### [Task requirements]
The lines you return should be those containing the string "model", taken from the data below.

### [Records for this exercise]
**********
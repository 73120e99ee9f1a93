//! Superposition of pairwise capacitive coupling.
//!
//! The signs encode the electrode topology: electrode 1 at (0, 0),
//! electrode 3 at (d, d), numbered clockwise.

use super::drive::VoltageDifferences;
use super::geometry::Capacitance;

/// Induced charge per unit length on electrodes 1..4.
#[derive(Clone, Copy, Debug, Default, PartialEq)]
pub struct ElectrodeCharges {
    pub q1: f64,
    pub q2: f64,
    pub q3: f64,
    pub q4: f64,
}

impl ElectrodeCharges {
    /// Net charge; the pairwise model is not neutral and leaves c_next·(v3 − v1).
    pub fn total(&self) -> f64 {
        self.q1 + self.q2 + self.q3 + self.q4
    }
}

pub fn solve_charges(v: VoltageDifferences, cap: &Capacitance) -> ElectrodeCharges {
    let Capacitance { c_next, c_diag } = *cap;
    let VoltageDifferences { v1, v2, v3 } = v;
    ElectrodeCharges {
        q1: c_next * v1 + c_diag * (v1 + v2) + c_next * (v1 + v2 + v3),
        q2: c_next * v2 + c_diag * (v2 + v3) - c_next * v1,
        q3: c_next * v3 - c_diag * (v1 + v2) - c_next * v2,
        q4: -c_next * (v1 + v2 + v3) - c_diag * (v2 + v3) - c_next * v1,
    }
}

#[cfg(test)]
mod tests {
    use super::*;

    const CAP: Capacitance = Capacitance { c_next: 2.0, c_diag: 3.0 };

    #[test]
    fn zero_voltages_give_zero_charges() {
        let q = solve_charges(VoltageDifferences::default(), &CAP);
        assert_eq!(q, ElectrodeCharges::default());
    }

    #[test]
    fn matches_hand_expansion() {
        let v = VoltageDifferences { v1: 1.0, v2: 2.0, v3: 4.0 };
        let q = solve_charges(v, &CAP);
        assert_eq!(q.q1, 2.0 * 1.0 + 3.0 * 3.0 + 2.0 * 7.0);
        assert_eq!(q.q2, 2.0 * 2.0 + 3.0 * 6.0 - 2.0 * 1.0);
        assert_eq!(q.q3, 2.0 * 4.0 - 3.0 * 3.0 - 2.0 * 2.0);
        assert_eq!(q.q4, -2.0 * 7.0 - 3.0 * 6.0 - 2.0 * 1.0);
    }

    #[test]
    fn net_charge_depends_only_on_outer_differences() {
        let q = solve_charges(VoltageDifferences { v1: 1.0, v2: 2.0, v3: 4.0 }, &CAP);
        assert_eq!(q.total(), 2.0 * (4.0 - 1.0));

        let mut rng = fastrand::Rng::with_seed(5);
        for _ in 0..100 {
            let v = VoltageDifferences { v1: rng.f64() - 0.5, v2: rng.f64() - 0.5, v3: rng.f64() - 0.5 };
            let total = solve_charges(v, &CAP).total();
            assert!((total - CAP.c_next * (v.v3 - v.v1)).abs() < 1e-12, "{:?} -> {}", v, total);
        }
    }

    #[test]
    fn solver_is_linear() {
        let mut rng = fastrand::Rng::with_seed(11);
        for _ in 0..100 {
            let a = VoltageDifferences { v1: rng.f64() - 0.5, v2: rng.f64() - 0.5, v3: rng.f64() - 0.5 };
            let b = VoltageDifferences { v1: rng.f64() - 0.5, v2: rng.f64() - 0.5, v3: rng.f64() - 0.5 };
            let sum = VoltageDifferences { v1: a.v1 + b.v1, v2: a.v2 + b.v2, v3: a.v3 + b.v3 };
            let (qa, qb, qs) = (solve_charges(a, &CAP), solve_charges(b, &CAP), solve_charges(sum, &CAP));
            assert!((qa.q1 + qb.q1 - qs.q1).abs() < 1e-12);
            assert!((qa.q2 + qb.q2 - qs.q2).abs() < 1e-12);
            assert!((qa.q3 + qb.q3 - qs.q3).abs() < 1e-12);
            assert!((qa.q4 + qb.q4 - qs.q4).abs() < 1e-12);
        }
    }
}
// simulation/mod.rs
// Re-exports and module declarations for simulation submodules

pub mod integrator;
pub mod sample;

pub use integrator::MAX_PREALLOCATED_SAMPLES;
pub use sample::*;
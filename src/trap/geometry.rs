//! Electrode geometry and the capacitance model derived from it.
//!
//! Electrodes are treated as long parallel cylinders of radius `r` placed on
//! the corners of a square of side `d`. The pairwise capacitance per unit
//! length of two such cylinders is
//!
//! ```text
//! c = π·ε0 / ln( d/(2r) + sqrt( (d/(2r))² − 1 ) )
//! ```
//!
//! The model uses this same value for adjacent and for diagonally opposite
//! pairs. That is a known simplification of the trap model and reference
//! trajectories depend on it, so both coefficients stay identical.

use std::f64::consts::PI;

use crate::error::TrapError;
use crate::units::EPSILON_0;

/// Pairwise capacitance coefficients, computed once per trap.
#[derive(Clone, Copy, Debug, PartialEq)]
pub struct Capacitance {
    /// Capacitance between neighbouring electrodes
    pub c_next: f64,
    /// Capacitance between diagonally opposite electrodes
    pub c_diag: f64,
}

impl Capacitance {
    /// Derive both coefficients from spacing `d` and electrode radius `r`.
    ///
    /// Fails unless `d > 2r > 0`, where the logarithm argument is above one.
    pub fn from_geometry(d: f64, r: f64) -> Result<Self, TrapError> {
        if !(r > 0.0 && d > 2.0 * r && d.is_finite()) {
            return Err(TrapError::InvalidGeometry { spacing: d, radius: r });
        }
        let c = cylinder_pair(d, r);
        Ok(Self { c_next: c, c_diag: c })
    }
}

fn cylinder_pair(d: f64, r: f64) -> f64 {
    let ratio = d / (2.0 * r);
    PI * EPSILON_0 / (ratio + (ratio * ratio - 1.0).sqrt()).ln()
}
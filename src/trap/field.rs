//! 2D field of the four electrodes, each treated as a line charge on a
//! corner of the `d × d` square.

use ultraviolet::DVec2;

use super::charge::ElectrodeCharges;
use crate::units::LINE_CHARGE_NORM;

/// Electric field (V/m) at `pos` produced by `charges` on a trap of spacing `d`.
///
/// Each corner contributes `q / |pos − corner|²` oriented by the lateral
/// offset to that corner, and the sum is normalised by 2π·ε0.
///
/// Precondition (unchecked): `pos` must not coincide with an electrode
/// corner, where the contribution is a division by zero. The integrator's
/// confinement check keeps the particle at least one electrode radius away
/// from every wall, and non-finite results are reported as divergence.
#[inline]
pub fn field_at(pos: DVec2, charges: &ElectrodeCharges, d: f64) -> DVec2 {
    let DVec2 { x, y } = pos;
    let ElectrodeCharges { q1, q2, q3, q4 } = *charges;

    let x_sq = x * x;
    let y_sq = y * y;
    let x_inv_sq = (d - x) * (d - x);
    let y_inv_sq = (d - y) * (d - y);

    let w1 = q1 / (x_sq + y_sq);
    let w2 = q2 / (x_inv_sq + y_sq);
    let w3 = q3 / (x_inv_sq + y_inv_sq);
    let w4 = q4 / (x_sq + y_inv_sq);

    let ex = w1 * y + w2 * y + w3 * (y - d) + w4 * (y - d);
    let ey = w1 * (-x) + w2 * (d - x) + w3 * (d - x) + w4 * (-x);

    DVec2::new(ex, ey) / LINE_CHARGE_NORM
}
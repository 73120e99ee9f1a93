// Reference trap scenarios run end to end through the public API.

use ion_trap_sim::sweep::{SweepConfig, SweepRunner};
use ion_trap_sim::{RecordPolicy, RunOutcome, Species, Trap, TrapConfig, TrapError};

const D: f64 = 7.778e-3;
const R: f64 = 2.5e-3;
const BIAS: [f64; 4] = [0.0, -0.3, 0.0, -0.3];
const DURATION: f64 = 1e-2;
const STEP: f64 = 1e-9;

fn reference_trap(v_rf: f64) -> Trap {
    let mut trap = Trap::new(TrapConfig::new(D, R, v_rf, BIAS, 1e6)).unwrap();
    trap.add_ion(
        Species::Sr88Ion.particle(),
        D / 2.0 + 0.7e-3,
        D / 2.0 + 0.7e-3,
        700.0,
        0.0,
    );
    trap
}

#[test]
fn strong_drive_confines_for_full_duration() {
    let mut trap = reference_trap(56.0);
    // 1e7 steps; keep every 10000th plus the terminal sample
    let outcome = trap
        .run_simulation_with(DURATION, STEP, RecordPolicy::Stride(10_000))
        .unwrap();
    assert!(outcome.is_success(), "expected confinement, got {:?}", outcome);

    let samples = trap.trajectory();
    let last = samples.last().unwrap();
    assert!((DURATION - last.time).abs() <= STEP, "last sample at {}", last.time);
    for s in samples {
        assert!(s.position.x > R && s.position.x < D - R);
        assert!(s.position.y > R && s.position.y < D - R);
    }
}

#[test]
fn weak_drive_loses_the_ion() {
    let mut trap = reference_trap(1.0);
    let outcome = trap.run_simulation(DURATION, STEP).unwrap();
    assert!(!outcome.is_success());
    let RunOutcome::Lost { time } = outcome else {
        panic!("expected loss, got {:?}", outcome);
    };
    assert!(time < 1e-3, "lost only at {}", time);

    let samples = trap.trajectory();
    let (last, rest) = samples.split_last().unwrap();
    assert_eq!(last.time, time);
    for s in rest {
        assert!(s.position.x > R && s.position.x < D - R, "x escaped at {}", s.time);
        assert!(s.position.y > R && s.position.y < D - R, "y escaped at {}", s.time);
    }
    let x_out = !(last.position.x > R && last.position.x < D - R);
    let y_out = !(last.position.y > R && last.position.y < D - R);
    assert!(x_out || y_out);
}

#[test]
fn touching_electrodes_are_a_configuration_error() {
    let result = Trap::new(TrapConfig::new(1e-3, 1e-3, 56.0, BIAS, 1e6));
    assert!(matches!(result, Err(TrapError::InvalidGeometry { .. })));
}

#[test]
fn sequential_and_parallel_sweeps_agree() {
    let base = SweepConfig {
        duration: 2e-5,
        start: 1.0,
        stop: 61.0,
        increment: 15.0,
        record_stride: 0,
        ..SweepConfig::default()
    };
    let parallel = SweepRunner::new(base.clone()).unwrap().run_all().unwrap();
    let sequential = SweepRunner::new(SweepConfig { parallel: false, ..base })
        .unwrap()
        .run_all()
        .unwrap();

    assert_eq!(parallel, sequential);
    let values: Vec<f64> = parallel.iter().map(|r| r.value).collect();
    assert_eq!(values, vec![1.0, 16.0, 31.0, 46.0]);
    assert!(parallel.iter().all(|r| r.samples_recorded == 1));
    // At 1 V the ion escapes within a couple of microseconds
    assert!(!parallel[0].outcome.is_success());
}

#[test]
fn sweep_trial_matches_a_hand_built_trap() {
    let cfg = SweepConfig {
        duration: 5e-6,
        ..SweepConfig::default()
    };
    let runner = SweepRunner::new(cfg).unwrap();
    let (result, trap) = runner.run_trial(56.0, RecordPolicy::EveryStep).unwrap();

    let mut manual = reference_trap(56.0);
    let outcome = manual.run_simulation(5e-6, STEP).unwrap();
    assert_eq!(result.outcome, outcome);
    assert_eq!(trap.trajectory(), manual.trajectory());
    assert_eq!(result.report_line("V").split(':').next(), Some("56 V"));
}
**********
### [Response area]
    /// Net charge; the pairwise model is not neutral and leaves c_next·(v3 − v1).
//! Electrode geometry and the capacitance model derived from it.
//! The model uses this same value for adjacent and for diagonally opposite
//! pairs. That is a known simplification of the trap model and reference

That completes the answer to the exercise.